Earlier today I completed my 9-month hospital chaplaincy (a three-unit CPE residency). All ELCA seminarians are required to complete one unit of Clinical Pastoral Education, usually in a hospital setting as a chaplain, and usually over 12 weeks during the summer. My experience was just like that standard summer experience – only longer and, because of the cumulative, snowballing nature of the learning on CPE, much more intense. A few thoughts:
- My future ministry will be greatly impacted by this experience. As a hospital chaplain, I was not called to be a Lutheran chaplain, or a Christian chaplain, or even a religious chaplain. In our hospital the emphasis was to offer "emotional and spiritual support" to patients, families and staff. My starting point for care was not religion or faith – it was most often the human experience of pain, suffering, and loss. Empathy, listening, compassion, conversation, presence – these were my primary tools. If religion was part of the other’s milieu, then that was part of my caregiving. If religion was not part of the other’s milieu, then it never entered our discussion. This radical emphasis on the other (rather than placing a priority on religion or my role as clergy-type vis-a-vis a layperson) will shape the way I engage in ministry as a Lutheran pastor.
- In one of my many struggles with pastoral identity over the past year, my supervisor encouraged me to imagine myself sitting with the patient at a bar, making authentic, natural, real conversation. The problem was that I was over-thinking, working too hard at the task of pastoral conversation, preventing me from simply offering myself in these encounters. I was trying to "be" a chaplain rather than simply be authentic. As a result, I’m now looking to purchase two bar stools for my church office, to remind me of the real nature of pastoral work. (I’m not sure that I’ll be installing a wet bar, however!)
- I’ve learned about the tyranny of the 9-5 schedule over these nine months. For all the (justified) complaining we clergy-types do about our schedules – we work nights, weekends, and holidays, after all – I much prefer the flexibility of the clergy work schedule than I do the unforgiving inflexibility for a 9-5 job. Miss a train by a minute and I was 40 minutes late to work. Show up late to work, and I’ve screwed up the chaplain before me who has been waiting. Ours was a strict schedule with shifts, daily report meetings and weekly schedules for clinical reports, didactics and group reflection. There was little wiggle room in the schedule. Together with a 90-minute commute in each direction, I was away from home 11+ hours/day – and saw very little of my children each day.

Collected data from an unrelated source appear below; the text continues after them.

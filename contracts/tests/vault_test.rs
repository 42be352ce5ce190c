//! Integration tests for the vault contract.
//!
//! These walk through the deposit / withdraw / approve / withdraw-on-behalf
//! lifecycle the way a host would drive it: one call at a time, each with
//! its own caller context, amounts written as decimal strings.

use vault_contracts::vault::{Vault, VaultError, VaultEvent};
use vault_protocol::amount::{parse_units, Wei};
use vault_protocol::host::{CallContext, NullHost};
use vault_protocol::identity::Address;

/// Helper: decimal string to wei.
fn eth(amount: &str) -> Wei {
    parse_units(amount).expect("valid test amount")
}

fn principals() -> (Address, Address, Address) {
    (
        Address::derive("owner"),
        Address::derive("user1"),
        Address::derive("user2"),
    )
}

fn deposit(vault: &mut Vault, who: Address, amount: &str) {
    vault
        .deposit(&CallContext::with_value(who, eth(amount)))
        .expect("deposit");
}

// ---------------------------------------------------------------------------
// Deposits
// ---------------------------------------------------------------------------

#[test]
fn deposit_is_credited_and_announced() {
    let (_, user1, _) = principals();
    let mut vault = Vault::new();

    deposit(&mut vault, user1, "1.0");

    assert_eq!(
        vault.events(),
        &[VaultEvent::Deposit {
            principal: user1,
            amount: eth("1.0")
        }]
    );
    assert_eq!(vault.balance_of(&user1), eth("1.0"));
    assert_eq!(vault.contract_balance(), eth("1.0"));
    assert_eq!(vault.depositors(), &[user1]);
}

#[test]
fn zero_deposit_rejected() {
    let (_, user1, _) = principals();
    let mut vault = Vault::new();
    let result = vault.deposit(&CallContext::with_value(user1, 0));
    assert_eq!(result, Err(VaultError::InvalidAmount));
}

#[test]
fn depositors_tracked_once_each() {
    let (_, user1, user2) = principals();
    let mut vault = Vault::new();

    deposit(&mut vault, user1, "1.0");
    deposit(&mut vault, user2, "1.0");
    deposit(&mut vault, user1, "1.0");
    deposit(&mut vault, user2, "0.1");

    assert_eq!(vault.total_depositors(), 2);
    assert_eq!(vault.depositors(), &[user1, user2]);
}

#[test]
fn repeated_deposits_do_not_duplicate_depositor() {
    let (_, user1, _) = principals();
    let mut vault = Vault::new();
    deposit(&mut vault, user1, "1.0");
    deposit(&mut vault, user1, "1.0");
    assert_eq!(vault.total_depositors(), 1);
    assert_eq!(vault.balance_of(&user1), eth("2.0"));
}

#[test]
fn depositor_stays_listed_after_withdrawing_everything() {
    let (_, user1, _) = principals();
    let mut vault = Vault::new();
    deposit(&mut vault, user1, "1.0");
    vault
        .withdraw(&mut NullHost, &CallContext::new(user1), eth("1.0"))
        .unwrap();

    assert_eq!(vault.balance_of(&user1), 0);
    assert_eq!(vault.total_depositors(), 1);
    assert_eq!(vault.depositors(), &[user1]);
}

// ---------------------------------------------------------------------------
// Withdrawals
// ---------------------------------------------------------------------------

#[test]
fn partial_withdrawal() {
    let (_, user1, _) = principals();
    let mut vault = Vault::new();
    deposit(&mut vault, user1, "1.0");

    vault
        .withdraw(&mut NullHost, &CallContext::new(user1), eth("0.5"))
        .unwrap();

    assert_eq!(
        vault.events().last(),
        Some(&VaultEvent::Withdrawal {
            spender: user1,
            owner: user1,
            amount: eth("0.5")
        })
    );
    assert_eq!(vault.balance_of(&user1), eth("0.5"));
    assert_eq!(vault.contract_balance(), eth("0.5"));
}

#[test]
fn withdrawal_with_empty_balance_rejected_and_state_unchanged() {
    let (_, user1, _) = principals();
    let mut vault = Vault::new();
    let before = vault.state().clone();

    let result = vault.withdraw(&mut NullHost, &CallContext::new(user1), eth("1.0"));

    assert!(matches!(
        result,
        Err(VaultError::InsufficientBalance { balance: 0, .. })
    ));
    assert_eq!(vault.state(), &before);
    assert!(vault.events().is_empty());
}

#[test]
fn cannot_withdraw_someone_elses_balance() {
    let (_, user1, user2) = principals();
    let mut vault = Vault::new();
    deposit(&mut vault, user1, "1.0");

    let result = vault.withdraw(&mut NullHost, &CallContext::new(user2), eth("0.1"));
    assert_eq!(result.unwrap_err().code(), "InsufficientBalance");
    assert_eq!(vault.balance_of(&user1), eth("1.0"));
}

#[test]
fn zero_withdrawal_is_allowed() {
    let (_, user1, _) = principals();
    let mut vault = Vault::new();
    vault
        .withdraw(&mut NullHost, &CallContext::new(user1), 0)
        .unwrap();
    assert_eq!(vault.events().len(), 1);
}

// ---------------------------------------------------------------------------
// Allowances
// ---------------------------------------------------------------------------

#[test]
fn approve_sets_allowance_and_announces_it() {
    let (_, user1, user2) = principals();
    let mut vault = Vault::new();
    deposit(&mut vault, user1, "1.0");

    vault
        .approve(&CallContext::new(user1), user2, eth("0.5"))
        .unwrap();

    assert_eq!(
        vault.events().last(),
        Some(&VaultEvent::AllowanceSet {
            owner: user1,
            spender: user2,
            amount: eth("0.5")
        })
    );
    assert_eq!(vault.allowance(&user1, &user2), eth("0.5"));
}

#[test]
fn allowance_above_balance_rejected() {
    let (_, user1, user2) = principals();
    let mut vault = Vault::new();
    let result = vault.approve(&CallContext::new(user1), user2, eth("1.0"));
    assert_eq!(result.unwrap_err().code(), "InsufficientBalanceToApprove");
    assert_eq!(vault.allowance(&user1, &user2), 0);
}

#[test]
fn approve_zero_revokes() {
    let (_, user1, user2) = principals();
    let mut vault = Vault::new();
    deposit(&mut vault, user1, "1.0");
    let ctx = CallContext::new(user1);
    vault.approve(&ctx, user2, eth("0.5")).unwrap();
    vault.approve(&ctx, user2, 0).unwrap();

    let result = vault.withdraw_from(&mut NullHost, &CallContext::new(user2), user1, 1);
    assert_eq!(result.unwrap_err().code(), "InsufficientAllowance");
}

#[test]
fn withdraw_from_within_allowance() {
    let (_, user1, user2) = principals();
    let mut vault = Vault::new();
    deposit(&mut vault, user1, "1.0");
    vault
        .approve(&CallContext::new(user1), user2, eth("0.5"))
        .unwrap();

    vault
        .withdraw_from(&mut NullHost, &CallContext::new(user2), user1, eth("0.3"))
        .unwrap();

    assert_eq!(
        vault.events().last(),
        Some(&VaultEvent::Withdrawal {
            spender: user2,
            owner: user1,
            amount: eth("0.3")
        })
    );
    assert_eq!(vault.balance_of(&user1), eth("0.7"));
    assert_eq!(vault.allowance(&user1, &user2), eth("0.2"));
    assert_eq!(vault.contract_balance(), eth("0.7"));
}

#[test]
fn withdraw_from_without_allowance_rejected() {
    let (_, user1, user2) = principals();
    let mut vault = Vault::new();
    deposit(&mut vault, user1, "1.0");

    let result = vault.withdraw_from(&mut NullHost, &CallContext::new(user2), user1, eth("0.5"));
    assert_eq!(
        result,
        Err(VaultError::InsufficientAllowance {
            allowance: 0,
            amount: eth("0.5")
        })
    );
}

#[test]
fn withdraw_from_rejected_when_owner_balance_shrank_below_allowance() {
    let (_, user1, user2) = principals();
    let mut vault = Vault::new();
    deposit(&mut vault, user1, "1.0");
    vault
        .approve(&CallContext::new(user1), user2, eth("0.5"))
        .unwrap();
    vault
        .withdraw(&mut NullHost, &CallContext::new(user1), eth("0.8"))
        .unwrap();
    let before = vault.state().clone();

    let result = vault.withdraw_from(&mut NullHost, &CallContext::new(user2), user1, eth("0.5"));

    assert_eq!(
        result,
        Err(VaultError::OwnerInsufficientBalance {
            balance: eth("0.2"),
            amount: eth("0.5")
        })
    );
    assert_eq!(vault.state(), &before);
    assert_eq!(vault.allowance(&user1, &user2), eth("0.5"));
}

#[test]
fn multiple_spenders_draw_independently() {
    let (owner, user1, user2) = principals();
    let mut vault = Vault::new();
    deposit(&mut vault, user1, "2.0");
    let ctx = CallContext::new(user1);
    vault.approve(&ctx, user2, eth("0.5")).unwrap();
    vault.approve(&ctx, owner, eth("0.3")).unwrap();

    assert_eq!(vault.allowance(&user1, &user2), eth("0.5"));
    assert_eq!(vault.allowance(&user1, &owner), eth("0.3"));

    vault
        .withdraw_from(&mut NullHost, &CallContext::new(user2), user1, eth("0.5"))
        .unwrap();
    vault
        .withdraw_from(&mut NullHost, &CallContext::new(owner), user1, eth("0.3"))
        .unwrap();

    assert_eq!(vault.balance_of(&user1), eth("1.2"));
    assert_eq!(vault.allowance(&user1, &user2), 0);
    assert_eq!(vault.allowance(&user1, &owner), 0);
    assert!(vault.check_conservation());
}

#[test]
fn allowance_cannot_be_spent_twice() {
    let (_, user1, user2) = principals();
    let mut vault = Vault::new();
    deposit(&mut vault, user1, "1.0");
    vault
        .approve(&CallContext::new(user1), user2, eth("0.5"))
        .unwrap();
    let spender = CallContext::new(user2);
    vault
        .withdraw_from(&mut NullHost, &spender, user1, eth("0.5"))
        .unwrap();
    let result = vault.withdraw_from(&mut NullHost, &spender, user1, eth("0.5"));
    assert_eq!(result.unwrap_err().code(), "InsufficientAllowance");
}

// ---------------------------------------------------------------------------
// Serialization
// ---------------------------------------------------------------------------

#[test]
fn state_json_roundtrip() {
    let (_, user1, user2) = principals();
    let mut vault = Vault::new();
    deposit(&mut vault, user1, "1.0");
    deposit(&mut vault, user2, "0.25");
    vault
        .approve(&CallContext::new(user1), user2, eth("0.5"))
        .unwrap();

    let json = serde_json::to_string(vault.state()).unwrap();
    let restored: vault_contracts::VaultState = serde_json::from_str(&json).unwrap();

    assert_eq!(&restored, vault.state());
    assert_eq!(restored.allowance(&user1, &user2), eth("0.5"));
    assert_eq!(restored.depositors().as_slice(), &[user1, user2]);
}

- I’ve thought much more about my own health, death, and have often imagined the loss of my wife and girls. I’ll be glad to get away from such direct and vivid reminders of my mortality, but I’m grateful, too, for the education. I now know much more about death and grief, and can clearly state now from experience what kind of measures I want taken if I am ever in a critical or life-threatening condition. (And I’ll write a post soon about what measures I want taken if I’m on a ventilator for a prolonged period of time – it killed me to see patients who were unable to communicate suffer through hours bad television shows. Please, if I’m semi-conscious in a hosptial bed, do not put Maury Povitch on my TV! Get me some ESPN or NPR, please!)
- I’ll miss the intimacy of entering into people’s lives during some of their most difficult times. There’s something about a hospital gown and IV tubes that really prevents a patient from putting on airs about how they’re feeling. Sunday mornings are a different kind of experience, filled with too many fake smiles and perfunctory "I’m fine, thank you" responses. In recent weeks if a patient said, "I’m fine, thank you," to me, I was likely to gently call their bluff: "Yeah, except for the fact that you’re in a hospital rather than your home." That often led into some conversation about their pain, their worry, and their hope for recovery and the future.
- My supervisors have encouraged me on a few occasions to explore becoming a Board Certified Chaplain. This thought intrigues me, as I have come to greatly appreciate and even love the chaplaincy approach to pastoral ministry. Some Board Certified Chaplains serve in congregations after or while they also serve in a clinical setting (hospital, nursing home, prison, etc.). This is one of those discernment pieces that will stick with me for a while.
Many more thoughts later. It is getting late. G’night.